“Greening” Florida’s Hotel Rooms Saves Money, Helps Environment
GAINESVILLE—Tourist-dependent Florida could save precious natural resources and money, and attract consumers, by “greening” its hotel rooms, a study by University of Florida energy experts suggests.
By investing in minor improvements to the environmental aspects of a hotel room — its shower heads, air conditioning, lamps and even toilets — the average yearly utility costs would drop by about 45 percent, according to research by UF’s Energy Extension Service.
“Hotel companies are becoming more active in attracting “green” consumers and ecotourists,” said Mike West, an extension scientist at UF’s Institute of Food and Agricultural Sciences. “We think a hotel’s environmental stance will be a major marketing factor over the next several years. We already see the environmental movement making a significant impact on the hotel and motel industry. They see that saving the environment also saves them money in the long run.”
West and his colleagues surveyed hotel rooms at nine locations around the state, from Destin to Key West. The rooms in the study, which West called EnviroRoom Demonstration Guest Rooms, were outfitted with resource-efficient equipment–air-conditioning energy-management systems, high efficiency dehumidifier air-conditioning equipment, bacteriostatic air filters, compact fluorescent lamps, high efficiency tube fluorescent lamps, automatic light switches and water efficient shower heads, toilets and faucet aerators.
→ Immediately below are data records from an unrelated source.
//! First-class invariants for the challenge inventory.
//!
//! Each invariant is a logical property of a [`ChallengeInventory`] that
//! must hold between operations. The inventory checks the full set after
//! every mutation; tests check them directly.

use crate::inventory::ChallengeInventory;

/// A logical property that must hold for a given state.
pub trait Invariant<S> {
    /// Checks if the invariant holds for the given state.
    fn holds(state: &S) -> bool;

    /// Human-readable description of the invariant.
    fn description() -> &'static str;
}

/// Violation of an invariant.
#[derive(Debug, Clone, PartialEq, Eq)]
pub struct InvariantViolation {
    /// Description of the violated invariant.
    pub description: String,
}

impl InvariantViolation {
    /// Creates a new invariant violation.
    pub fn new(description: impl Into<String>) -> Self {
        Self {
            description: description.into(),
        }
    }
}

/// A set of invariants that can be checked together.
///
/// Implementations are provided for tuples of two and three invariants.
pub trait InvariantSet<S> {
    /// Checks all invariants in the set.
    ///
    /// Returns Ok(()) if all invariants hold, or Err with a list of
    /// violations if any invariant fails.
    fn check_all(state: &S) -> Result<(), Vec<InvariantViolation>>;
}

fn check<S, I: Invariant<S>>(state: &S, violations: &mut Vec<InvariantViolation>) {
    if !I::holds(state) {
        violations.push(InvariantViolation::new(I::description()));
    }
}

fn into_result(violations: Vec<InvariantViolation>) -> Result<(), Vec<InvariantViolation>> {
    if violations.is_empty() {
        Ok(())
    } else {
        Err(violations)
    }
}

impl<S, I1, I2, I3> InvariantSet<S> for (I1, I2, I3)
where
    I1: Invariant<S>,
    I2: Invariant<S>,
    I3: Invariant<S>,
{
    fn check_all(state: &S) -> Result<(), Vec<InvariantViolation>> {
        let mut violations = Vec::new();
        check::<S, I1>(state, &mut violations);
        check::<S, I2>(state, &mut violations);
        check::<S, I3>(state, &mut violations);
        into_result(violations)
    }
}

impl<S, I1, I2> InvariantSet<S> for (I1, I2)
where
    I1: Invariant<S>,
    I2: Invariant<S>,
{
    fn check_all(state: &S) -> Result<(), Vec<InvariantViolation>> {
        let mut violations = Vec::new();
        check::<S, I1>(state, &mut violations);
        check::<S, I2>(state, &mut violations);
        into_result(violations)
    }
}

pub mod index_partition;
pub mod status_sync;
pub mod topic_counts;

pub use index_partition::IndexPartitionInvariant;
pub use status_sync::StatusSyncInvariant;
pub use topic_counts::TopicCountsInvariant;

/// All inventory invariants as a composable set.
pub type InventoryInvariants = (
    TopicCountsInvariant,
    StatusSyncInvariant,
    IndexPartitionInvariant,
);

/// Runs every inventory invariant, returning the violations (empty when consistent).
pub fn verify(inventory: &ChallengeInventory) -> Vec<InvariantViolation> {
    InventoryInvariants::check_all(inventory).err().unwrap_or_default()
}

#[cfg(test)]
mod tests {
    use super::*;
    use crate::seeds::seed_play_data;
    use rand::SeedableRng;
    use rand::rngs::StdRng;

    #[test]
    fn test_invariant_set_holds_for_fresh_inventory() {
        let inventory = ChallengeInventory::new(&seed_play_data(&["A", "B"], 5));
        assert!(InventoryInvariants::check_all(&inventory).is_ok());
    }

    #[test]
    fn test_invariant_set_holds_after_allocation() {
        let mut inventory = ChallengeInventory::new(&seed_play_data(&["A", "B"], 5));
        let mut rng = StdRng::seed_from_u64(3);
        inventory
            .allocate(&["A".to_string()], 4, &mut rng)
            .unwrap();
        assert!(verify(&inventory).is_empty());
    }

    #[test]
    fn test_two_invariants_as_set() {
        let inventory = ChallengeInventory::new(&seed_play_data(&["A"], 2));
        type TwoInvariants = (TopicCountsInvariant, StatusSyncInvariant);
        assert!(TwoInvariants::check_all(&inventory).is_ok());
    }
}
The EnviroRoom and a standard hotel room on each property were monitored for water and energy use, occupancy, air comfort and guest behavior over a 15-week period. Guests’ comments and maintenance requests also were logged.
The UF scientists found that the average per-year utility cost for each EnviroRoom fell from $779 to $363. Although costs to equip each room came to $696, that amount was recovered in less than two years at most properties and in less than a year in the Florida Keys, where utility costs are much higher, West said. In addition, each EnviroRoom saved 9,860 gallons of water, 5.9 cubic feet of natural gas and 5.9 tons of coal on average per year.
While the initial cost to “green” each hotel room may be significant, studies by the U.S. Travel Data Center in Washington, D.C., show that travelers would spend 8.5 percent more, on average, for travel services and products provided by environmentally responsible suppliers.
West said several major hotel corporations have increased their environmental awareness in recent years. ITT Sheraton, Ramada, Marriott and Hilton have instituted environmentally friendly corporate policies and incentive programs.
At Gainesville’s Cabot Lodge, general manager Bart Johnson said it did not take much convincing to participate in the UF research. “We were interested in saving money for one thing and also to help the environment as well,” Johnson said.
Although only one room was outfitted at the Cabot Lodge for the UF study, Johnson said the results were noticeable. The dehumidifying air-conditioning systems, for example, helped prevent mildew, and he also liked the energy- saving fluorescent lights. Money savings also were so apparent that future marketing plans may center around the environment, and future hotels may have all rooms equipped to be environmentally friendly, he said.